ATLANTA (AP) — Defense attorneys and prosecutors sparred Monday over questions for potential jurors who have to report later this week for the trial of Sidney Powell and Kenneth Chesebro, who are accused along with former President Donald Trump and others of illegally trying to overturn the 2020 election in Georgia.
Lawyers for Powell and Chesebro met with prosecutors and the judge overseeing the case to hash out what will be asked on a lengthy questionnaire when the first group of 450 prospective jurors arrives at the courthouse on Friday. Whether that should include questions about their opinions about potential witnesses, the other defendants and issues that go to the heart of the case dominated that discussion.
Powell and Chesebro were indicted in Fulton County in August along with Trump and 16 others, accused of participating in a wide-ranging scheme to illegally try to keep Trump, the Republican incumbent, in the White House even though he had lost the presidential election to Democrat Joe Biden. All 19 defendants initially pleaded not guilty, but one pleaded guilty last month to five misdemeanor charges after reaching a deal with prosecutors. Trump and the remaining 15 will not be tried with Powell and Chesebro, and a trial date has not yet been set for them.
Powell and Chesebro, both attorneys, each exercised their right to demand a speedy trial, and Fulton County Superior Court Judge Scott McAfee set their trial to begin Oct. 23. In a later order, the judge wrote that individual questioning of prospective jurors would begin on that date but that 450 people would be summoned to the courthouse this Friday, Oct. 20, to complete a juror questionnaire under oath.
Powell is accused of participating in a breach of election equipment in rural Coffee County. She’s alleged to have hired and paid a computer forensics team that copied data and software from the election equipment without authorization.
Chesebro is accused of working on the coordination and execution of a plan to have 16 Georgia Republicans sign a certificate declaring falsely that Trump won and declaring themselves the state’s “duly elected and qualified” electors.
During Monday’s hearing, the judge walked through parts of the draft juror questionnaire, focusing mostly on parts where one side or the other had made changes and where there were disagreements between the two sides. He said he still needed to think about some issues and would send the parties a final questionnaire later in the week.
Rather than asking whether prospective jurors can be fair and impartial toward Powell and Chesebro, defense attorneys proposed asking about their specific opinions on the two. Most people, when asked if they can be fair and impartial, will instinctively say yes, Powell attorney Brian Rafferty told the judge.
McAfee expressed concern about sections that he said asked prospective jurors to give a favorability rating for the other defendants in the case and some of the expected state witnesses. Prosecutor Alex Bernick also objected to that section, saying the other defendants are not on trial. Rafferty argued that prosecutors, citing the racketeering charge all defendants face, have said they intend to present their whole case.
Both sides agreed potential jurors could be asked about pressures from the community or whether they would feel nervous or anxious about returning any verdict out of concern for how the public might respond.
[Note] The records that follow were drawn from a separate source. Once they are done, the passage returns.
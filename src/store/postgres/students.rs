use async_trait::async_trait;
use sqlx::PgPool;

use crate::domain::StudentRef;
use crate::store::ports::StudentStore;
use crate::store::StoreError;

pub struct PgStudentStore {
    pool: PgPool,
}

impl PgStudentStore {
    pub fn new(pool: PgPool) -> Self {
        Self { pool }
    }
}

#[async_trait]
impl StudentStore for PgStudentStore {
    async fn find_by_no(&self, student_no: &str) -> Result<Option<StudentRef>, StoreError> {
        let student =
            sqlx::query_as::<_, StudentRef>("SELECT id FROM students WHERE student_no = $1")
                .bind(student_no)
                .fetch_optional(&self.pool)
                .await?;

        Ok(student)
    }

    async fn find_by_nos(&self, student_nos: &[String]) -> Result<Vec<StudentRef>, StoreError> {
        let refs =
            sqlx::query_as::<_, StudentRef>("SELECT id FROM students WHERE student_no = ANY($1)")
                .bind(student_nos)
                .fetch_all(&self.pool)
                .await?;

        Ok(refs)
    }
}
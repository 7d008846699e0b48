use sqlx::PgPool;
use std::sync::Arc;

use crate::services::{AuthService, EnrollmentService, GradeService, ReportService};
use crate::store::ports::{
    CourseStore, EnrollmentStore, GradeStore, ReportStore, StudentStore, TermStore, UserStore,
};
use crate::store::postgres::{
    PgCourseStore, PgEnrollmentStore, PgGradeStore, PgReportStore, PgStudentStore, PgTermStore,
    PgUserStore,
};

/// Shared application state: each engine receives exactly the store ports
/// it needs, wired here against the Postgres implementations.
#[derive(Clone)]
pub struct AppState {
    pub pool: PgPool,
    pub auth: Arc<AuthService>,
    pub enrollments: Arc<EnrollmentService>,
    pub grades: Arc<GradeService>,
    pub reports: Arc<ReportService>,
}

impl AppState {
    pub fn new(pool: PgPool) -> Self {
        let terms: Arc<dyn TermStore> = Arc::new(PgTermStore::new(pool.clone()));
        let courses: Arc<dyn CourseStore> = Arc::new(PgCourseStore::new(pool.clone()));
        let students: Arc<dyn StudentStore> = Arc::new(PgStudentStore::new(pool.clone()));
        let users: Arc<dyn UserStore> = Arc::new(PgUserStore::new(pool.clone()));
        let enrollments: Arc<dyn EnrollmentStore> = Arc::new(PgEnrollmentStore::new(pool.clone()));
        let grades: Arc<dyn GradeStore> = Arc::new(PgGradeStore::new(pool.clone()));
        let reports: Arc<dyn ReportStore> = Arc::new(PgReportStore::new(pool.clone()));

        Self {
            pool,
            auth: Arc::new(AuthService::new(users.clone())),
            enrollments: Arc::new(EnrollmentService::new(
                terms,
                courses.clone(),
                students.clone(),
                users.clone(),
                enrollments,
            )),
            grades: Arc::new(GradeService::new(grades, courses, students, users)),
            reports: Arc::new(ReportService::new(reports)),
        }
    }
}
use serde::{Deserialize, Serialize};
use std::cmp::Ordering;
use std::sync::Arc;
use tracing::info;

use crate::domain::{Course, Principal, Role};
use crate::services::error::ServiceError;
use crate::store::ports::{
    CourseStore, GradeFilter, GradeQueryRow, GradeStore, GradeUpsert, MyGradeRow, StudentStore,
    UserStore,
};

#[derive(Debug, Clone, Deserialize)]
pub struct CourseGradeItem {
    pub student_no: String,
    pub usual_score: Option<f64>,
    pub exam_score: Option<f64>,
    pub final_score: Option<f64>,
}

#[derive(Debug, Clone, Deserialize)]
pub struct StudentGradeItem {
    pub course_no: String,
    pub usual_score: Option<f64>,
    pub exam_score: Option<f64>,
    pub final_score: Option<f64>,
}

#[derive(Debug, Clone, Serialize)]
pub struct GradeRow {
    pub student_no: String,
    pub student_name: String,
    pub gender: String,
    pub usual_score: Option<f64>,
    pub exam_score: Option<f64>,
    pub final_score: Option<f64>,
}

/// One course with its grade rows, ordered final_score descending with
/// nulls last, tie-broken by student_no.
#[derive(Debug, Clone, Serialize)]
pub struct CourseGradeGroup {
    pub course_no: String,
    pub course_name: String,
    pub teacher_no: String,
    pub teacher_name: String,
    pub hours: i32,
    pub credits: i32,
    pub class_time: String,
    pub class_location: String,
    pub exam_time: String,
    pub dept_no: String,
    pub rows: Vec<GradeRow>,
}

/// Grade upsert engine and grouped grade queries.
pub struct GradeService {
    grades: Arc<dyn GradeStore>,
    courses: Arc<dyn CourseStore>,
    students: Arc<dyn StudentStore>,
    users: Arc<dyn UserStore>,
}

impl GradeService {
    pub fn new(
        grades: Arc<dyn GradeStore>,
        courses: Arc<dyn CourseStore>,
        students: Arc<dyn StudentStore>,
        users: Arc<dyn UserStore>,
    ) -> Self {
        Self {
            grades,
            courses,
            students,
            users,
        }
    }

    pub async fn query(&self, filter: GradeFilter) -> Result<Vec<CourseGradeGroup>, ServiceError> {
        let mut rows = self.grades.query(&filter).await?;
        sort_grade_rows(&mut rows);
        Ok(group_by_course(rows))
    }

    /// Flat per-course grades for the calling student.
    pub async fn my_grades(&self, principal: &Principal) -> Result<Vec<MyGradeRow>, ServiceError> {
        let student_id = self
            .users
            .find_by_id(principal.user_id)
            .await?
            .and_then(|u| u.student_id)
            .ok_or(ServiceError::StudentNotBound)?;

        Ok(self.grades.list_by_student(student_id).await?)
    }

    pub async fn upsert_by_course(
        &self,
        course_no: &str,
        items: Vec<CourseGradeItem>,
        principal: &Principal,
    ) -> Result<(), ServiceError> {
        if course_no.is_empty() || items.is_empty() {
            return Err(ServiceError::MissingRequired("course_no/items"));
        }

        let course = self
            .courses
            .find_by_no(course_no)
            .await?
            .ok_or_else(|| {
                ServiceError::CourseNotFound(format!("course not found: {}", course_no))
            })?;

        if principal.role == Role::Teacher {
            self.check_teacher_owns(principal.user_id, &course).await?;
        }

        // A missing student aborts the whole batch; the unit is dropped
        // uncommitted and nothing is applied.
        let mut unit = self.grades.begin().await?;
        for item in &items {
            let student = self
                .students
                .find_by_no(&item.student_no)
                .await?
                .ok_or_else(|| {
                    ServiceError::StudentNotFound(format!(
                        "student not found: {}",
                        item.student_no
                    ))
                })?;

            unit.upsert(&GradeUpsert {
                student_id: student.id,
                course_id: course.id,
                usual_score: item.usual_score,
                exam_score: item.exam_score,
                final_score: item.final_score,
            })
            .await?;
        }
        unit.commit().await?;

        info!(course_no, items = items.len(), "grades upserted by course");
        Ok(())
    }

    pub async fn upsert_by_student(
        &self,
        student_no: &str,
        items: Vec<StudentGradeItem>,
        principal: &Principal,
    ) -> Result<(), ServiceError> {
        if student_no.is_empty() || items.is_empty() {
            return Err(ServiceError::MissingRequired("student_no/items"));
        }

        let student = self
            .students
            .find_by_no(student_no)
            .await?
            .ok_or_else(|| {
                ServiceError::StudentNotFound(format!("student not found: {}", student_no))
            })?;

        // Resolve every course and check teacher ownership up front so a
        // failure on any item leaves no partial rows behind.
        let mut resolved = Vec::with_capacity(items.len());
        for item in &items {
            let course = self
                .courses
                .find_by_no(&item.course_no)
                .await?
                .ok_or_else(|| {
                    ServiceError::CourseNotFound(format!("course not found: {}", item.course_no))
                })?;

            if principal.role == Role::Teacher {
                self.check_teacher_owns(principal.user_id, &course).await?;
            }
            resolved.push((course.id, item));
        }

        let mut unit = self.grades.begin().await?;
        for (course_id, item) in resolved {
            unit.upsert(&GradeUpsert {
                student_id: student.id,
                course_id,
                usual_score: item.usual_score,
                exam_score: item.exam_score,
                final_score: item.final_score,
            })
            .await?;
        }
        unit.commit().await?;

        info!(student_no, items = items.len(), "grades upserted by student");
        Ok(())
    }

    /// A teacher may write grades only for courses they own.
    async fn check_teacher_owns(
        &self,
        user_id: i64,
        course: &Course,
    ) -> Result<(), ServiceError> {
        let staff_id = self
            .users
            .find_by_id(user_id)
            .await?
            .and_then(|u| u.staff_id)
            .ok_or(ServiceError::Forbidden("teacher not bound"))?;

        if course.teacher_id != staff_id {
            return Err(ServiceError::Forbidden(
                "can only modify grades for own courses",
            ));
        }
        Ok(())
    }
}

/// Base ordering for grade query rows: course_no ascending, final_score
/// descending with nulls last, student_no ascending. Applied in memory so
/// the contract holds regardless of the backing store's ordering.
fn sort_grade_rows(rows: &mut [GradeQueryRow]) {
    rows.sort_by(|a, b| {
        a.course_no
            .cmp(&b.course_no)
            .then_with(|| cmp_scores_desc_nulls_last(a.final_score, b.final_score))
            .then_with(|| a.student_no.cmp(&b.student_no))
    });
}

fn cmp_scores_desc_nulls_last(a: Option<f64>, b: Option<f64>) -> Ordering {
    match (a, b) {
        (Some(x), Some(y)) => y.partial_cmp(&x).unwrap_or(Ordering::Equal),
        (Some(_), None) => Ordering::Less,
        (None, Some(_)) => Ordering::Greater,
        (None, None) => Ordering::Equal,
    }
}

fn group_by_course(rows: Vec<GradeQueryRow>) -> Vec<CourseGradeGroup> {
    let mut groups: Vec<CourseGradeGroup> = Vec::new();
    for row in rows {
        let matches_last = groups
            .last()
            .map(|g| g.course_no == row.course_no)
            .unwrap_or(false);

        if !matches_last {
            groups.push(CourseGradeGroup {
                course_no: row.course_no.clone(),
                course_name: row.course_name.clone(),
                teacher_no: row.teacher_no.clone(),
                teacher_name: row.teacher_name.clone(),
                hours: row.hours,
                credits: row.credits,
                class_time: row.class_time.clone(),
                class_location: row.class_location.clone(),
                exam_time: row.exam_time.clone(),
                dept_no: row.dept_no.clone(),
                rows: Vec::new(),
            });
        }

        let group = groups.last_mut().expect("group exists after push");
        group.rows.push(GradeRow {
            student_no: row.student_no,
            student_name: row.student_name,
            gender: row.gender,
            usual_score: row.usual_score,
            exam_score: row.exam_score,
            final_score: row.final_score,
        });
    }
    groups
}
The judge noted that a potential juror’s answer wouldn’t necessarily be disqualifying but acknowledged the parties might want to consider that information in striking jurors.
Defense attorneys also wanted to include a string of questions about whether potential jurors believe Trump and his associates tried to steal the election and what they think about people who spread misinformation or tried to help overturn the election. Bernick argued those questions were basically meant to test defense theory and see what jurors are receptive to before putting on their case.
Chesebro attorney Scott Grubman said he could see why such questions might be barred in a normal case, but he argued that this case is unprecedented and “has no parallels in American or Georgia jurisprudence.”
McAfee seemed unconvinced, saying the questions seemed to cross a “hard line in the sand” against asking prospective jurors whether they think someone is guilty or not.
In his order separating Powell and Chesebro’s cases from the others, McAfee said he will try to have their jury seated and sworn by Nov. 3, “to eliminate any doubts that the statutory speedy trial deadline has been met.” Under Georgia law, a defendant who files a demand for a speedy trial has a right to have a trial begin within the court term when the demand is filed or in the next court term. Court terms in Fulton County are two months long and begin the first Monday in January, March, May, July, September and November.
During a hearing last month, McAfee said that starting Oct. 23, they will bring prospective jurors in in panels of 14 to be questioned individually. For each panel, the judge will ask questions to determine whether jurors have qualifying hardships that would keep them from being able to serve as a juror. Then each party — the two defendants and the district attorney’s office — will have one hour per panel of 14 prospective jurors to ask questions.
Ideally, McAfee said, they will have one panel of 14 in the morning and another panel of 14 after lunch each day. To ensure that they have enough potential jurors, McAfee has requested that another 450 people be brought in on Oct. 27 to fill out questionnaires.